***** INPUT DATA

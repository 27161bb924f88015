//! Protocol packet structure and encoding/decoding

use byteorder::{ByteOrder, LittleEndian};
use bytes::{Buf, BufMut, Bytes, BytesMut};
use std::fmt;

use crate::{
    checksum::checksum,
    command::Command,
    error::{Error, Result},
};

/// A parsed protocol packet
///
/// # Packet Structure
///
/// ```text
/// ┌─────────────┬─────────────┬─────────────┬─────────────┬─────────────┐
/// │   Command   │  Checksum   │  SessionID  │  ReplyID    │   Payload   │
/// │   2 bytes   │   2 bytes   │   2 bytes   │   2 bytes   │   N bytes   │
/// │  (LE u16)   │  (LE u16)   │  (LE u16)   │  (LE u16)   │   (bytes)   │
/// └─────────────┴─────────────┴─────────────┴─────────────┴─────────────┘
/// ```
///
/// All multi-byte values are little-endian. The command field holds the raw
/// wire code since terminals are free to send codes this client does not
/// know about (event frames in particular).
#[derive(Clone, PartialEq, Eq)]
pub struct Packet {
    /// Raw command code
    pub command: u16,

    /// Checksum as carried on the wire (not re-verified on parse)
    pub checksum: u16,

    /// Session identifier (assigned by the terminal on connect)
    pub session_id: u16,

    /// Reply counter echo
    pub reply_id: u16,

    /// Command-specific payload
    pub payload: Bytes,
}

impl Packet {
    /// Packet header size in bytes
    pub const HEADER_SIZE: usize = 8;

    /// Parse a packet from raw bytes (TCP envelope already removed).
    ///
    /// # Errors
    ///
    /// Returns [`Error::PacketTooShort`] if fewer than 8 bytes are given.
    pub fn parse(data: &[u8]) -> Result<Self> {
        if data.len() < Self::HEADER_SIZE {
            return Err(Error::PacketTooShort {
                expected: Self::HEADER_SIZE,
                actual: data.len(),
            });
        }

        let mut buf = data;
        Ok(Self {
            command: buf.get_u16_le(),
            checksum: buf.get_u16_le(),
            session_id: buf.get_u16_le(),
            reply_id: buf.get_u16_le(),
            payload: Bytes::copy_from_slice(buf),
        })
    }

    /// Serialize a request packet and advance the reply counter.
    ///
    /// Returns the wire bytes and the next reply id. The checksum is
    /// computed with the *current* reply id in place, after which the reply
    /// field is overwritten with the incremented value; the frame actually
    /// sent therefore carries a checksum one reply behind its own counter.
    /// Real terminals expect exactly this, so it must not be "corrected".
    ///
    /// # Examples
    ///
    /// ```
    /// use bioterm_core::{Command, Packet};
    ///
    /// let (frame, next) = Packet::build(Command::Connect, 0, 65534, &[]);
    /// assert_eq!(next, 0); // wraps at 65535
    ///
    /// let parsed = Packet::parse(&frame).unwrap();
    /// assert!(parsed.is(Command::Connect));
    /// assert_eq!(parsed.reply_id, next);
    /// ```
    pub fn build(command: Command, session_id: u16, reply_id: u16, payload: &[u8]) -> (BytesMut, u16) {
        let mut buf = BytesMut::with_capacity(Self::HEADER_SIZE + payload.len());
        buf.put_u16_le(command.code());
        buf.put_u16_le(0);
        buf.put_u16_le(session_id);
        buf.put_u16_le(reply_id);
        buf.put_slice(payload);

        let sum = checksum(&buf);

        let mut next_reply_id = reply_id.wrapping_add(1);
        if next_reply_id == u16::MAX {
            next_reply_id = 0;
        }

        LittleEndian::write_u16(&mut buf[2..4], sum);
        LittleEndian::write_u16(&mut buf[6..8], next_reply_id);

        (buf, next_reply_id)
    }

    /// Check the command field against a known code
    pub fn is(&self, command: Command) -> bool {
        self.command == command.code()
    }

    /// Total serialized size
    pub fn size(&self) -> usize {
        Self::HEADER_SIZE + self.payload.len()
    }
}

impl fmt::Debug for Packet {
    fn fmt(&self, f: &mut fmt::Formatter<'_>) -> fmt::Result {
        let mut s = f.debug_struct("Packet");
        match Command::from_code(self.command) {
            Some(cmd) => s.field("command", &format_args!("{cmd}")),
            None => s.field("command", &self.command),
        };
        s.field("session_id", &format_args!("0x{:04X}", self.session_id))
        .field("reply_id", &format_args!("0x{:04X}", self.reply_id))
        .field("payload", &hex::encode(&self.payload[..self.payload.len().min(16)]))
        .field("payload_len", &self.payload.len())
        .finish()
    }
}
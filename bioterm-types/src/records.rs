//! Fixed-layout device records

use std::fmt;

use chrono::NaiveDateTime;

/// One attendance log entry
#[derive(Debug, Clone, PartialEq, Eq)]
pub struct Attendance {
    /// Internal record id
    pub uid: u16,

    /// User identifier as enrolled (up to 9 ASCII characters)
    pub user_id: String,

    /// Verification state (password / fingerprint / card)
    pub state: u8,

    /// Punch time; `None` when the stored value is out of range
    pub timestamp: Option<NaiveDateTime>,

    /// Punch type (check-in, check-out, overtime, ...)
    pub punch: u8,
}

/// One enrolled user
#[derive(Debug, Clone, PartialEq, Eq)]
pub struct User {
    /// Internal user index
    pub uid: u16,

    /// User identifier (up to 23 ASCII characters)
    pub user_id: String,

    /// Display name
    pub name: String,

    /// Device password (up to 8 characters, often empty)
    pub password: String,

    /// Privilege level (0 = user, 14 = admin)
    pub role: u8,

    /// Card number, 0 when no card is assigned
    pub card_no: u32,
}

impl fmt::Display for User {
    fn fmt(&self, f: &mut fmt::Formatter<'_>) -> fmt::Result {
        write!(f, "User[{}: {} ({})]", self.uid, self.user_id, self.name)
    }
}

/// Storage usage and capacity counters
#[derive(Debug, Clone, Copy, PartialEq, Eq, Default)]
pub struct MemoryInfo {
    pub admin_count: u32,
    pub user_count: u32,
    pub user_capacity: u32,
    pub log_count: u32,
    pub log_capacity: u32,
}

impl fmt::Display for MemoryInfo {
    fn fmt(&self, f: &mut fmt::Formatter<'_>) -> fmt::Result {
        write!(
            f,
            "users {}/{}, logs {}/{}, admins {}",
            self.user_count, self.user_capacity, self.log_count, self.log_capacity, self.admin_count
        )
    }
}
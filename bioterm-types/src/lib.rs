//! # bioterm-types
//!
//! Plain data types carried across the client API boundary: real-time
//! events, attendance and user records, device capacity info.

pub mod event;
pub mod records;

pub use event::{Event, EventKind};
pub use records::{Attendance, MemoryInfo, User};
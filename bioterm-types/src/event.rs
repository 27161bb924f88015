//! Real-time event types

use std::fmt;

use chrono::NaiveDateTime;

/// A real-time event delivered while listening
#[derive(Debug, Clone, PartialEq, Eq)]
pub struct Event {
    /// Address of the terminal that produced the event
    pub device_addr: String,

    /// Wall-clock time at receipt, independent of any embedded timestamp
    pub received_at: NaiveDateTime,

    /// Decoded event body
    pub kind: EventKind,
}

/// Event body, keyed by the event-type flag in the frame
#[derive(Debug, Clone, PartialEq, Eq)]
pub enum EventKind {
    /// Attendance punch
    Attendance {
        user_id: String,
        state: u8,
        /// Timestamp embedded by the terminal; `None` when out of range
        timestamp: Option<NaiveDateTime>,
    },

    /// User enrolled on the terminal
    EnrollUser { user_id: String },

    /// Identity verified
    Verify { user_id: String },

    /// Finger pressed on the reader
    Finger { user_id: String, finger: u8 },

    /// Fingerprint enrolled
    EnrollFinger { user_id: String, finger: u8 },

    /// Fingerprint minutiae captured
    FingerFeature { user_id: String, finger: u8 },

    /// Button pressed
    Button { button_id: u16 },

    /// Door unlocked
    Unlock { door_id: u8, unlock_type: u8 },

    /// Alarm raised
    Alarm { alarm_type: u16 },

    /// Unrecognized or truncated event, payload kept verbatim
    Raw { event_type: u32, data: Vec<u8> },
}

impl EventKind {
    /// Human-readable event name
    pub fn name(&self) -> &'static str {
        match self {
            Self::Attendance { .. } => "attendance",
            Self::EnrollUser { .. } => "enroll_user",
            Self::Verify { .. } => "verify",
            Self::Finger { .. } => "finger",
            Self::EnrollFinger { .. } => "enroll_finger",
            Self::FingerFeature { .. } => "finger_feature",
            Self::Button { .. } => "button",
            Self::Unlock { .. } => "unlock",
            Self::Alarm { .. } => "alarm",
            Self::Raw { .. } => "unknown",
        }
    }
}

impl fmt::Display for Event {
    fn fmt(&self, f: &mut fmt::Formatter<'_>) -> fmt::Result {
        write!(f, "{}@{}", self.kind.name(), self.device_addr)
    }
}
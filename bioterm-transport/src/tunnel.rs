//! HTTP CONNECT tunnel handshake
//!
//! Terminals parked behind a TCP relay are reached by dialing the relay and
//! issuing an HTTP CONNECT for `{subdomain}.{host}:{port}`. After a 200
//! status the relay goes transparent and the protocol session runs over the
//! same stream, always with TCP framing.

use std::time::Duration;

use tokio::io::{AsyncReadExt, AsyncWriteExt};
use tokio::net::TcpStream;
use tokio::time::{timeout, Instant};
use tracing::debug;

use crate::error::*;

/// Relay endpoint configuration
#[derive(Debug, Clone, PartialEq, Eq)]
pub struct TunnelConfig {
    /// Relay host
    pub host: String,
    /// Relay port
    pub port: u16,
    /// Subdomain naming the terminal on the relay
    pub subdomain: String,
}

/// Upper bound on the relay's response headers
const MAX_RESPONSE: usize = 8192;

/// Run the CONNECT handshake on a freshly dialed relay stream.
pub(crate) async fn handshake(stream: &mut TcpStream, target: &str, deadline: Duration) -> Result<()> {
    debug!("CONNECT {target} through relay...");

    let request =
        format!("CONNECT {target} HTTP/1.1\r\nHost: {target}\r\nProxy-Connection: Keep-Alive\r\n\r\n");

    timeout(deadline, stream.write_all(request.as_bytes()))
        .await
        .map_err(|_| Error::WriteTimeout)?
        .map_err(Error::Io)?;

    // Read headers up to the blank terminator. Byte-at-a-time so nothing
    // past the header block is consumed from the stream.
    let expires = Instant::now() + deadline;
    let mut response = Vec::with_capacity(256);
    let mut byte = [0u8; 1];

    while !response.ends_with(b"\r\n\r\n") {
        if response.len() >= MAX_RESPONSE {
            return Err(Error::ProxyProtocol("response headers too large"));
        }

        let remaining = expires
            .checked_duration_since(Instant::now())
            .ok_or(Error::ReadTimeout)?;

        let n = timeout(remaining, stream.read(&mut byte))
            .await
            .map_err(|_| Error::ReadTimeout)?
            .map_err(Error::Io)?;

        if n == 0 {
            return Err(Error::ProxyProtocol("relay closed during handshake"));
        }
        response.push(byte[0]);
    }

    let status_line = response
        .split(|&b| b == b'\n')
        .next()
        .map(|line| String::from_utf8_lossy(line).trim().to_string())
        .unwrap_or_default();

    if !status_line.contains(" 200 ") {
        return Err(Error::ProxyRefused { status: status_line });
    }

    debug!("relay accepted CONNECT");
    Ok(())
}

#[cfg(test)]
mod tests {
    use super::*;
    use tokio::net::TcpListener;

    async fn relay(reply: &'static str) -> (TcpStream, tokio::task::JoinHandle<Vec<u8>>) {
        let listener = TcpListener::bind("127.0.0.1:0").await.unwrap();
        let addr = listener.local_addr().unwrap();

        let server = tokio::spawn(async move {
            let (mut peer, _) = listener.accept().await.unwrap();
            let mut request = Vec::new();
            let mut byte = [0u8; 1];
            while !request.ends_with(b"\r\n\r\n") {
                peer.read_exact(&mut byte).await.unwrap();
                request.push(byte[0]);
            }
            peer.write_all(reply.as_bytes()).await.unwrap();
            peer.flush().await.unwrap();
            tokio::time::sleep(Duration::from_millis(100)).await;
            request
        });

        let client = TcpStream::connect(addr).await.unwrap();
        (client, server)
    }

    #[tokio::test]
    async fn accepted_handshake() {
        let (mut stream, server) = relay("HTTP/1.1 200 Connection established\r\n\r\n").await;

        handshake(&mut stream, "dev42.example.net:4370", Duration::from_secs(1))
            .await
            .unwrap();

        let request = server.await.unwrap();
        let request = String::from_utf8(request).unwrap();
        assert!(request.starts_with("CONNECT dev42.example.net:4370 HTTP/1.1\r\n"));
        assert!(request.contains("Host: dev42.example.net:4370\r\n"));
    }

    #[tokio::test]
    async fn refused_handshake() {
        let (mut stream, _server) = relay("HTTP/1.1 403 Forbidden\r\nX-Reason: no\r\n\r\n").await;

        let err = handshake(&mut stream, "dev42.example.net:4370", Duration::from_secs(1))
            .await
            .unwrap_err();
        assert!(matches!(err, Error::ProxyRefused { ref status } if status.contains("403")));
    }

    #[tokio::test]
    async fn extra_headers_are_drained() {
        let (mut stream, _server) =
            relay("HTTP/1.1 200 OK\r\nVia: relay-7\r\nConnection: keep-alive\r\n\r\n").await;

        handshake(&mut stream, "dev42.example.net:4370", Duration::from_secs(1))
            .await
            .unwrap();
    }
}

**********

* PROMPT
Each line of the entries above that contains "EnrollUser" is to be copied.

* ANSWER SPACE
    EnrollUser { user_id: String },
            Self::EnrollUser { .. } => "enroll_user",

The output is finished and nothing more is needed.